It’s “a strange thing”, muses a peasant in Turgenev’s A Sportsman’s Notebook (1852), “when the old order passes and there’s no new one to take its place.” Ovsyanikov has witnessed the brutality and avarice of rich landowners and wonders: “Must I really die without really seeing any new system in action?”
The peaceful transfer of power with our first democratic election in 1994 was hailed as a “miracle revolution”. But it wasn’t a revolution at all. I have only to glance out of my window to see three separate communities: a wealthy white cluster tucked snugly into this valley, a dilapidated “coloured village” overlooking the harbour, and the raggedy black shantytown growing in size and squalor as shacks creep up the mountainside.
Perhaps this is merely a deceptive interregnum: like the liberal, bourgeois lull in Russia between the overthrow of the Tsar in March 1917 and the Bolshevik seizure of power in October.
In the 19th century, the Russians had a term for westernised liberals who were repelled both by Tsarist absolutism and the cult of violence among young, usually university-educated revolutionaries. The expression took its name from Ivan Turgenev’s novella, Diary of a Superfluous Man (1850), and came to stand for those, like Turgenev, who felt themselves stranded: recognising that their values were out of kilter with the times while still trying to maintain high hopes.
Here, stunned by the corruption corroding almost every institution, one senses that many former anti-apartheid rebels, now feel like “superfluous men”. At the other end of the spectrum you can again hear colonial platitudes from jittery whites, captured in another story from Turgenev’s Sportsman’s Notebook.
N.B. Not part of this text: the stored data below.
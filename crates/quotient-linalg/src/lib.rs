//! # quotient-linalg
//!
//! Sparse matrix elimination over Euclidean domains.
//!
//! This crate provides:
//! - Sparse matrices with row or column alignment and O(1) transposition
//! - Row/column echelon, Hermite, diagonal and Smith normal forms
//! - A log of unimodular elementary operations from which the transforms
//!   `L`, `R` and their inverses are rebuilt on demand
//! - Kernel, image, determinant and inverse views of an elimination
//!
//! ## Example
//!
//! ```
//! use quotient_linalg::{MatrixForm, SparseMatrix};
//! use quotient_rings::Z;
//!
//! let a = SparseMatrix::from_rows(vec![
//!     vec![Z::new(2), Z::new(4)],
//!     vec![Z::new(6), Z::new(8)],
//! ]);
//! let smith = a.eliminate(MatrixForm::Smith);
//!
//! assert_eq!(smith.diagonal().unwrap(), &[Z::new(2), Z::new(4)]);
//! assert_eq!(&(smith.left() * &a) * smith.right(), *smith.result());
//! ```

#![warn(missing_docs)]
#![warn(clippy::all)]
#![warn(clippy::pedantic)]
#![allow(clippy::module_name_repetitions)]

pub mod eliminator;
pub mod error;
pub mod ops;
pub mod result;
pub mod sparse_matrix;

pub use eliminator::{EliminationConfig, MatrixForm};
pub use error::{LinalgError, Result};
pub use ops::{ElementaryOperation, OperationLog, Unit};
pub use result::EliminationResult;
pub use sparse_matrix::{Alignment, ParallelConfig, SparseMatrix};

#[cfg(test)]
mod tests;
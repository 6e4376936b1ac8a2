//! Integers modulo a compile-time prime.
//!
//! Backs the prime fields used for homology with field coefficients
//! (most commonly GF(2)).

use num_traits::{One, Zero};
use serde::{Deserialize, Deserializer, Serialize, Serializer};
use std::fmt;
use std::ops::{Add, Div, Mul, Neg, Sub};

/// A modular integer with a compile-time prime modulus.
///
/// All operations are performed modulo P; the stored value is always
/// reduced into `0..P`.
#[derive(Clone, Copy, PartialEq, Eq, PartialOrd, Ord, Hash, Default)]
pub struct ModInt<const P: u64>(u64);

impl<const P: u64> ModInt<P> {
    /// Creates a new modular integer.
    #[must_use]
    pub const fn new(value: u64) -> Self {
        Self(value % P)
    }

    /// Creates a modular integer from a signed value.
    #[must_use]
    pub fn from_signed(value: i64) -> Self {
        let r = value.unsigned_abs() % P;
        if value >= 0 || r == 0 {
            Self(r)
        } else {
            Self(P - r)
        }
    }

    /// Returns the value as a u64.
    #[must_use]
    pub const fn value(self) -> u64 {
        self.0
    }

    /// Returns the modulus.
    #[must_use]
    pub const fn modulus() -> u64 {
        P
    }

    /// Computes the modular inverse using the extended Euclidean algorithm.
    ///
    /// Returns `None` if the inverse doesn't exist (when gcd(self, P) != 1).
    #[must_use]
    pub fn inv(self) -> Option<Self> {
        if self.0 == 0 {
            return None;
        }

        let mut t = 0i128;
        let mut new_t = 1i128;
        let mut r = i128::from(P);
        let mut new_r = i128::from(self.0);

        while new_r != 0 {
            let quotient = r / new_r;
            (t, new_t) = (new_t, t - quotient * new_t);
            (r, new_r) = (new_r, r - quotient * new_r);
        }

        if r > 1 {
            return None;
        }

        let p = i128::from(P);
        #[allow(clippy::cast_possible_truncation, clippy::cast_sign_loss)]
        Some(Self((((t % p) + p) % p) as u64))
    }

    /// Computes self^exp using binary exponentiation.
    #[must_use]
    pub fn pow(self, mut exp: u64) -> Self {
        let mut base = self;
        let mut result = Self::one();

        while exp > 0 {
            if exp & 1 == 1 {
                result = result * base;
            }
            base = base * base;
            exp >>= 1;
        }

        result
    }
}

impl<const P: u64> Zero for ModInt<P> {
    fn zero() -> Self {
        Self(0)
    }

    fn is_zero(&self) -> bool {
        self.0 == 0
    }
}

impl<const P: u64> One for ModInt<P> {
    fn one() -> Self {
        Self(1 % P)
    }

    fn is_one(&self) -> bool {
        self.0 == 1
    }
}

impl<const P: u64> fmt::Debug for ModInt<P> {
    fn fmt(&self, f: &mut fmt::Formatter<'_>) -> fmt::Result {
        write!(f, "{} (mod {})", self.0, P)
    }
}

impl<const P: u64> fmt::Display for ModInt<P> {
    fn fmt(&self, f: &mut fmt::Formatter<'_>) -> fmt::Result {
        write!(f, "{}", self.0)
    }
}

impl<const P: u64> Add for ModInt<P> {
    type Output = Self;

    #[allow(clippy::cast_possible_truncation)]
    fn add(self, rhs: Self) -> Self::Output {
        Self(((u128::from(self.0) + u128::from(rhs.0)) % u128::from(P)) as u64)
    }
}

impl<const P: u64> Sub for ModInt<P> {
    type Output = Self;

    fn sub(self, rhs: Self) -> Self::Output {
        self + (-rhs)
    }
}

impl<const P: u64> Mul for ModInt<P> {
    type Output = Self;

    #[allow(clippy::cast_possible_truncation)]
    fn mul(self, rhs: Self) -> Self::Output {
        Self(((u128::from(self.0) * u128::from(rhs.0)) % u128::from(P)) as u64)
    }
}

impl<const P: u64> Div for ModInt<P> {
    type Output = Self;

    fn div(self, rhs: Self) -> Self::Output {
        match rhs.inv() {
            Some(inv) => self * inv,
            None => panic!("division by non-invertible element {rhs:?}"),
        }
    }
}

impl<const P: u64> Neg for ModInt<P> {
    type Output = Self;

    fn neg(self) -> Self::Output {
        if self.0 == 0 {
            Self(0)
        } else {
            Self(P - self.0)
        }
    }
}

impl<const P: u64> From<u64> for ModInt<P> {
    fn from(value: u64) -> Self {
        Self::new(value)
    }
}

impl<const P: u64> From<i64> for ModInt<P> {
    fn from(value: i64) -> Self {
        Self::from_signed(value)
    }
}

impl<const P: u64> Serialize for ModInt<P> {
    fn serialize<S: Serializer>(&self, serializer: S) -> Result<S::Ok, S::Error> {
        serializer.serialize_u64(self.0)
    }
}

impl<'de, const P: u64> Deserialize<'de> for ModInt<P> {
    fn deserialize<D: Deserializer<'de>>(deserializer: D) -> Result<Self, D::Error> {
        u64::deserialize(deserializer).map(Self::new)
    }
}

#[cfg(test)]
mod tests {
    use super::*;

    type Mod7 = ModInt<7>;

    #[test]
    fn test_basic_ops() {
        let a = Mod7::new(5);
        let b = Mod7::new(4);

        assert_eq!((a + b).value(), 2); // 9 ≡ 2 (mod 7)
        assert_eq!((a - b).value(), 1);
        assert_eq!((b - a).value(), 6);
        assert_eq!((a * b).value(), 6); // 20 ≡ 6 (mod 7)
    }

    #[test]
    fn test_inverse() {
        // 3 * 5 = 15 ≡ 1 (mod 7)
        assert_eq!(Mod7::new(3).inv(), Some(Mod7::new(5)));
        assert_eq!(Mod7::new(0).inv(), None);
        assert_eq!(ModInt::<2>::new(1).inv(), Some(ModInt::<2>::new(1)));
    }

    #[test]
    fn test_pow() {
        let a = Mod7::new(3);
        assert_eq!(a.pow(0).value(), 1);
        assert_eq!(a.pow(2).value(), 2);
        assert_eq!(a.pow(6).value(), 1);
    }

    #[test]
    fn test_negative() {
        assert_eq!(Mod7::from_signed(-3).value(), 4);
        assert_eq!(Mod7::from_signed(-14).value(), 0);
    }

    #[test]
    fn test_serde_reduces_on_input() {
        let a: Mod7 = serde_json::from_str("10").unwrap();
        assert_eq!(a.value(), 3);
        assert_eq!(serde_json::to_string(&a).unwrap(), "3");
    }
}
The narrator is stuck in a railway carriage with the assured Zverkov, pontificating on “what was what”. Talking of “the servant class”, Zverkov rebuts opposing opinions: “That’s all very fine, but ... you’ve got no idea what sort of people they are.”
So, the next time you hear anyone lament, “such a pity SA’s going the way of other independent African nations”, do remind them of the role played by western companies. Bell Pottinger self-imploded because of its PR villainy. Now international accounting firm KPMG and consulting giant McKinsey are shown to have sold their corporate souls, auctioning their global imprimatur to sprinkle perfume over Zuma’s coterie of pickpockets.
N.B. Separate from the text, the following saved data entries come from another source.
//! Integration tests for quotient-linalg.

#[cfg(test)]
mod integration_tests {
    use crate::eliminator::{EliminationConfig, MatrixForm};
    use crate::result::EliminationResult;
    use crate::sparse_matrix::{ParallelConfig, SparseMatrix};
    use quotient_rings::finite_field::GF2;
    use quotient_rings::integers::Z;
    use quotient_rings::poly_ring::Polynomial;
    use quotient_rings::rationals::Q;
    use quotient_rings::traits::{EuclideanDomain, Ring};

    const FORMS: [MatrixForm; 6] = [
        MatrixForm::RowEchelon,
        MatrixForm::ColEchelon,
        MatrixForm::RowHermite,
        MatrixForm::ColHermite,
        MatrixForm::Diagonal,
        MatrixForm::Smith,
    ];

    fn z(rows: usize, cols: usize, grid: &[i64]) -> SparseMatrix<Z> {
        SparseMatrix::from_grid(rows, cols, grid.iter().map(|&v| Z::new(v)).collect())
    }

    fn z_diag(rows: usize, cols: usize, diagonal: &[i64]) -> SparseMatrix<Z> {
        let triplets: Vec<_> = diagonal
            .iter()
            .enumerate()
            .filter(|(_, d)| **d != 0)
            .map(|(i, &d)| (i, i, Z::new(d)))
            .collect();
        SparseMatrix::from_triplets(rows, cols, &triplets)
    }

    fn q(rows: usize, cols: usize, grid: &[(i64, i64)]) -> SparseMatrix<Q> {
        SparseMatrix::from_grid(rows, cols, grid.iter().map(|&(n, d)| Q::new(n, d)).collect())
    }

    fn q_diag(n: usize, diagonal: &[i64]) -> SparseMatrix<Q> {
        let triplets: Vec<_> = diagonal
            .iter()
            .enumerate()
            .filter(|(_, d)| **d != 0)
            .map(|(i, &d)| (i, i, Q::from_integer(d)))
            .collect();
        SparseMatrix::from_triplets(n, n, &triplets)
    }

    fn assert_round_trip<R: EuclideanDomain>(a: &SparseMatrix<R>, e: &EliminationResult<R>) {
        assert_eq!(&(e.left() * a) * e.right(), *e.result(), "{:?}", e.form());
        assert_eq!(
            &(e.left_inverse() * e.result()) * e.right_inverse(),
            *a,
            "{:?}",
            e.form()
        );
    }

    fn assert_smith<R: EuclideanDomain>(a: &SparseMatrix<R>, expected: &SparseMatrix<R>) {
        let e = a.eliminate(MatrixForm::Smith);
        assert_eq!(e.result(), expected);
        assert_round_trip(a, &e);
    }

    #[test]
    fn test_smith_regular() {
        let a = z(
            5,
            5,
            &[
                2, -1, -2, -2, -3, 1, 2, -1, 1, -1, 2, -2, -4, -3, -6, 1, 7, 1, 5, 3, 1, -12, -6,
                -10, -11,
            ],
        );
        assert_smith(&a, &SparseMatrix::identity(5));
    }

    #[test]
    fn test_smith_rank4() {
        let a = z(
            5,
            5,
            &[
                3, -5, -22, 20, 8, 6, -11, -50, 45, 18, -1, 2, 10, -9, -3, 3, -6, -30, 27, 10, -1,
                2, 7, -6, -3,
            ],
        );
        assert_smith(&a, &z_diag(5, 5, &[1, 1, 1, 1, 0]));
    }

    #[test]
    fn test_smith_full_rank_with_factors() {
        let a = z(
            5,
            5,
            &[
                -20, -7, -27, 2, 29, 17, 8, 14, -4, -10, 13, 8, 10, -4, -6, -9, -2, -14, 0, 16, 5,
                0, 5, -1, -4,
            ],
        );
        assert_smith(&a, &z_diag(5, 5, &[1, 1, 1, 2, 60]));
    }

    #[test]
    fn test_smith_rank3_with_factors() {
        let a = z(
            5,
            5,
            &[
                4, 6, -18, -15, -46, -1, 0, 6, 4, 13, -13, -12, 36, 30, 97, -7, -6, 18, 15, 49, -6,
                -6, 18, 15, 48,
            ],
        );
        assert_smith(&a, &z_diag(5, 5, &[1, 1, 6, 0, 0]));
    }

    #[test]
    fn test_smith_rectangular() {
        let a = z(
            4,
            6,
            &[
                8, -6, 14, -10, -14, 6, 12, -8, 18, -18, -20, 8, -16, 7, -23, 22, 23, -7, 32, -17,
                44, -49, -49, 17,
            ],
        );
        assert_smith(&a, &z_diag(4, 6, &[1, 1, 2, 12]));
    }

    #[test]
    fn test_smith_zero_rectangular() {
        let a = SparseMatrix::<Z>::zero(4, 6);
        let e = a.eliminate(MatrixForm::Smith);
        assert!(e.result().is_zero());
        assert_eq!(e.rank(), 0);
        assert_eq!(e.nullity(), 6);
        assert!(e.diagonal().unwrap().is_empty());
        assert_round_trip(&a, &e);
    }

    #[test]
    fn test_smith_rational_regular() {
        let a = q(
            5,
            5,
            &[
                (-3, 1),
                (0, 1),
                (0, 1),
                (-9, 2),
                (0, 1),
                (10, 3),
                (2, 1),
                (0, 1),
                (-15, 2),
                (6, 1),
                (-10, 3),
                (-2, 1),
                (0, 1),
                (15, 2),
                (-10, 1),
                (0, 1),
                (0, 1),
                (3, 4),
                (-5, 1),
                (0, 1),
                (0, 1),
                (0, 1),
                (1, 1),
                (0, 1),
                (0, 1),
            ],
        );
        assert_smith(&a, &SparseMatrix::identity(5));
    }

    #[test]
    fn test_smith_rational_rank3() {
        let a = q(
            5,
            5,
            &[
                (1, 1),
                (1, 1),
                (0, 1),
                (8, 3),
                (10, 3),
                (-3, 1),
                (0, 1),
                (0, 1),
                (-3, 1),
                (-5, 1),
                (2, 1),
                (0, 1),
                (10, 3),
                (2, 1),
                (16, 3),
                (79, 8),
                (0, 1),
                (395, 24),
                (79, 8),
                (79, 3),
                (7, 2),
                (0, 1),
                (35, 6),
                (7, 2),
                (28, 3),
            ],
        );
        assert_smith(&a, &q_diag(5, &[1, 1, 1, 0, 0]));
    }

    #[test]
    fn test_every_form_round_trips() {
        let a = z(
            4,
            6,
            &[
                8, -6, 14, -10, -14, 6, 12, -8, 18, -18, -20, 8, -16, 7, -23, 22, 23, -7, 32, -17,
                44, -49, -49, 17,
            ],
        );
        for form in FORMS {
            let e = a.eliminate(form);
            assert_round_trip(&a, &e);
            assert_eq!(e.rank(), 4, "{form:?}");
            assert_eq!(e.rank() + e.nullity(), 6, "{form:?}");
        }
    }

    #[test]
    fn test_row_forms_use_only_row_operations() {
        let a = z(3, 3, &[2, 4, 1, 6, 8, 3, 1, 1, 1]);
        for form in [MatrixForm::RowEchelon, MatrixForm::RowHermite] {
            assert!(a.eliminate(form).col_operations().is_empty(), "{form:?}");
        }
        for form in [MatrixForm::ColEchelon, MatrixForm::ColHermite] {
            assert!(a.eliminate(form).row_operations().is_empty(), "{form:?}");
        }
    }

    #[test]
    fn test_identity_is_fixed() {
        let id = SparseMatrix::<Z>::identity(5);
        for form in FORMS {
            let e = id.eliminate(form);
            assert_eq!(e.result(), &id, "{form:?}");
            assert!(e.log().is_empty(), "{form:?}");
        }
    }

    #[test]
    fn test_eliminated_smith_is_fixed() {
        let a = z_diag(3, 3, &[1, 2, 6]);
        let e = a.eliminate(MatrixForm::Smith);
        assert_eq!(e.result(), &a);
        assert!(e.log().is_empty());
    }

    #[test]
    fn test_polynomial_entries() {
        type P = Polynomial<Q>;
        let x_minus_1 = P::new(vec![Q::from_integer(-1), Q::from_integer(1)]);
        let x_plus_1 = P::new(vec![Q::from_integer(1), Q::from_integer(1)]);

        let a = SparseMatrix::from_rows(vec![
            vec![x_minus_1.clone(), P::zero()],
            vec![P::zero(), x_plus_1.clone()],
        ]);
        let e = a.eliminate(MatrixForm::Smith);

        assert_eq!(e.diagonal().unwrap(), &[P::one(), x_minus_1 * x_plus_1]);
        assert_round_trip(&a, &e);
    }

    #[test]
    fn test_gf2_rank() {
        let one = GF2::from(1u64);
        let zero = GF2::zero();
        let a = SparseMatrix::from_rows(vec![
            vec![one, one, zero],
            vec![one, zero, one],
            vec![zero, one, one],
        ]);
        let e = a.eliminate(MatrixForm::Diagonal);
        assert_eq!(e.rank(), 2);
        assert_eq!(e.diagonal().unwrap(), &[one, one]);
        assert_round_trip(&a, &e);

        let kernel = e.kernel_matrix().unwrap();
        assert_eq!(kernel.num_cols(), 1);
        assert!((&a * kernel).is_zero());
    }

    #[test]
    fn test_parallel_products_agree() {
        let a = z(3, 3, &[2, 1, 0, 1, 1, 0, 0, 0, 1]);
        let sequential = a.eliminate(MatrixForm::Smith);
        let parallel = a.eliminate_with(&EliminationConfig {
            form: MatrixForm::Smith,
            parallel: ParallelConfig {
                parallel_threshold: 1,
            },
        });

        assert_eq!(
            sequential.inverse().unwrap(),
            parallel.inverse().unwrap()
        );
        assert_eq!(
            sequential.image_matrix().unwrap(),
            parallel.image_matrix().unwrap()
        );
    }

    #[test]
    fn test_form_serde() {
        let json = serde_json::to_string(&MatrixForm::ColHermite).unwrap();
        assert_eq!(json, "\"ColHermite\"");
        assert_eq!(MatrixForm::default(), MatrixForm::Smith);
    }

    #[test]
    fn test_result_is_shareable() {
        fn assert_send_sync<T: Send + Sync>() {}
        assert_send_sync::<EliminationResult<Z>>();

        let a = z(2, 2, &[2, 1, 1, 1]);
        let e = a.eliminate(MatrixForm::Smith);
        std::thread::scope(|s| {
            let left = s.spawn(|| e.left().clone());
            let right = s.spawn(|| e.right().clone());
            assert_eq!(left.join().unwrap(), *e.left());
            assert_eq!(right.join().unwrap(), *e.right());
        });
    }
}

#[cfg(test)]
mod proptest_tests {
    use std::cmp::Ordering;

    use crate::eliminator::MatrixForm;
    use crate::sparse_matrix::SparseMatrix;
    use proptest::prelude::*;
    use quotient_rings::integers::Z;
    use quotient_rings::traits::{EuclideanDomain, Ring};

    /// Every entry above a row's leading entry is smaller than that entry.
    fn entries_above_pivots_are_reduced(m: &SparseMatrix<Z>) -> bool {
        (0..m.num_rows()).all(|r| {
            let Some(col) = m.row_iter(r).map(|(j, _)| j).min() else {
                return true;
            };
            let pivot = m.entry(r, col);
            (0..r).all(|i| m.entry(i, col).cmp_degree(&pivot) == Ordering::Less)
        })
    }

    fn int_matrix() -> impl Strategy<Value = SparseMatrix<Z>> {
        (1usize..6, 1usize..6).prop_flat_map(|(rows, cols)| {
            prop::collection::vec(prop_oneof![2 => Just(0i64), 3 => -9i64..=9], rows * cols)
                .prop_map(move |grid| {
                    SparseMatrix::from_grid(rows, cols, grid.into_iter().map(Z::new).collect())
                })
        })
    }

    proptest! {
        #[test]
        fn prop_transforms_round_trip(a in int_matrix()) {
            for form in [
                MatrixForm::RowEchelon,
                MatrixForm::ColEchelon,
                MatrixForm::RowHermite,
                MatrixForm::ColHermite,
                MatrixForm::Diagonal,
                MatrixForm::Smith,
            ] {
                let e = a.eliminate(form);
                prop_assert_eq!(&(e.left() * &a) * e.right(), e.result().clone());
                prop_assert_eq!(&(e.left_inverse() * e.result()) * e.right_inverse(), a.clone());
            }
        }

        #[test]
        fn prop_rank_agrees_across_forms(a in int_matrix()) {
            let rank = a.eliminate(MatrixForm::Smith).rank();
            for form in [MatrixForm::RowEchelon, MatrixForm::ColHermite, MatrixForm::Diagonal] {
                let e = a.eliminate(form);
                prop_assert_eq!(e.rank(), rank);
                prop_assert_eq!(e.rank() + e.nullity(), a.num_cols());
            }
        }

        #[test]
        fn prop_hermite_reduces_above_pivots(a in int_matrix()) {
            let row = a.eliminate(MatrixForm::RowHermite);
            prop_assert!(entries_above_pivots_are_reduced(row.result()));

            let col = a.eliminate(MatrixForm::ColHermite);
            prop_assert!(entries_above_pivots_are_reduced(&col.result().clone().transposed()));
        }

        #[test]
        fn prop_smith_divisibility(a in int_matrix()) {
            let e = a.eliminate(MatrixForm::Smith);
            let d = e.diagonal().unwrap();
            prop_assert!(e.result().is_diagonal());
            prop_assert!(d.iter().all(|x| !x.is_zero() && x.signum() > 0));
            prop_assert!(d.windows(2).all(|w| w[0].divides(&w[1])));
        }

        #[test]
        fn prop_kernel_is_annihilated(a in int_matrix()) {
            let e = a.eliminate(MatrixForm::Smith);
            let kernel = e.kernel_matrix().unwrap();
            prop_assert_eq!(kernel.num_cols(), e.nullity());
            prop_assert!((&a * kernel).is_zero());
        }

        #[test]
        fn prop_determinant_agrees_across_forms(n in 1usize..5, seed in prop::collection::vec(-5i64..=5, 16)) {
            let a = SparseMatrix::from_fn(n, n, |i, j| Z::new(seed[i * 4 + j]));
            let det = a.eliminate(MatrixForm::Smith).determinant().unwrap();
            for form in [MatrixForm::RowEchelon, MatrixForm::ColEchelon, MatrixForm::Diagonal] {
                prop_assert_eq!(a.eliminate(form).determinant().unwrap(), det.clone());
            }
        }
    }
}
There’s a set response when caught: indignant denial, followed by “we’re looking into it”, then a few employees being fired.
Finally, to stem the damage, there’s a limp apology from head office, ritually concluding: “That’s not who we are.”
Oh yes it is!
This all goes back further; first to the 1999 arms deal, when British, French and German firms paid bribes yet not one of the really corrupt was brought to book. It rolls back over centuries. The French enlightenment philosopher Denis Diderot considered one of the worst effects of empire to be the corrupting effect it had on Europeans. While my colonising ancestors would have been familiar with the cautionary moral offered by Edward Gibbon in Decline and Fall of the Roman Empire, they were probably not aware of the opening sentence of Gibbon’s very first essay: “The history of empires is that of the miseries of humankind.”
Our current miseries may merely be “a halt in the mud”, as a former revolutionary described France in the 1830s, where self-serving opportunists quickly rose to the top. The novelist Stendhal defined it as the “age of charlatanism without talent”. Stendhal also records Napoleon’s euphoria on being crowned emperor in 1804. “Splendid ceremony,” he crowed, to which one republican general replied: “You’re right, nothing was missing except the 2-million men who died to overthrow what you have just restored.”
So, what about the far more than 2-million poor South Africans who have been mugged of their expectations by our own head of state? He is our new emperor without clothes (or morals), for whom the invocation of “revolution” is merely a cloak to hide his personal colonisation by the highest bidders.
On the principle of “willing seller, willing buyer” we have corporates willing to buy political access and ministers or officials all too willing to sell. Manifestly, the Zuma presidential era is our “age of charlatanism without talent”, but it is too early to tell whether this is merely a halt in the mud, or if we are being sucked into a long-term, glutinous quagmire.
• Rostron is a journalist and author.